The Government also eased single brand retail trading norms, which means that the tech-giant Apple (AAPL) can open stores in the country as well; same goes for IKEA, which is a furniture giant.
Kindred companies will be able to benefit out of the three-year relaxation on the local sourcing norms, which is extendable up to five years, according to Government discretion of course.
Analysts are stating that this relaxation will help reduce stress levels of a lot of foreign investors. Meanwhile, these decisions were taken during a meeting chaired by the Prime Minister of India.
PM Narendra Modi also informed that through these FDI relaxations, they are striving to make India (which is the 3rd largest Asian economy at present) as the most open economy in the entire world.
The Government has a reason to believe that the relaxation in FDI norms will help generate jobs, which in turn will reduce the unemployment percentage. It is imperative to note here that during the last year, Government had relaxed FDI norms pertaining to a dozen sectors which led to an all-time high of $55.46 billion, in terms of FDI flows.
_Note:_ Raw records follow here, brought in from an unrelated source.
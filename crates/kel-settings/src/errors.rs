//! Failure taxonomy for settings loading.

use thiserror::Error;

/// Why a settings layer could not be applied.
#[derive(Debug, Error)]
pub enum SettingsError {
    /// The settings file exists but reading it failed.
    #[error("could not read settings file: {0}")]
    Io(#[from] std::io::Error),
    /// The file's text is not JSON, or a field has the wrong shape.
    #[error("settings file is not valid JSON: {0}")]
    Json(#[from] serde_json::Error),
    /// A value parsed but lies outside what the bridge accepts.
    #[error("unusable settings value: {0}")]
    InvalidValue(String),
}

/// Shorthand for fallible settings operations.
pub type Result<T> = std::result::Result<T, SettingsError>;

// ─────────────────────────────────────────────────────────────────────────────
// Tests
// ─────────────────────────────────────────────────────────────────────────────

#[cfg(test)]
mod tests {
    use super::*;
    use crate::loader::{load_settings_from_path, parse_port};

    #[test]
    fn reading_a_directory_reports_io() {
        let dir = tempfile::tempdir().unwrap();
        let err = load_settings_from_path(dir.path()).unwrap_err();
        assert!(matches!(err, SettingsError::Io(_)));
        assert!(err.to_string().starts_with("could not read settings file"));
    }

    #[test]
    fn truncated_settings_file_reports_json() {
        let dir = tempfile::tempdir().unwrap();
        let path = dir.path().join("settings.json");
        std::fs::write(&path, r#"{"port":"#).unwrap();
        let err = load_settings_from_path(&path).unwrap_err();
        assert!(matches!(err, SettingsError::Json(_)));
        assert!(err.to_string().starts_with("settings file is not valid JSON"));
    }

    #[test]
    fn rejected_port_override_names_the_value() {
        let err = parse_port("70000").unwrap_err();
        assert!(matches!(err, SettingsError::InvalidValue(_)));
        assert_eq!(
            err.to_string(),
            "unusable settings value: port \"70000\" is outside 1..=65535"
        );
    }
}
With these new norms, Pharma sector is open for almost 74 percent FDI under the automatic route. Whereas, 100 percent FDI has been allowed in Scheduled Airlines (49 percent under automatic route).
However, for the crucial Defense sector, Foreign companies can own 100 percent equity whereas 49 percent under the automatic route has been permitted under the new rule. But FDI above 49 percent is not possible, until and unless approved by the Government.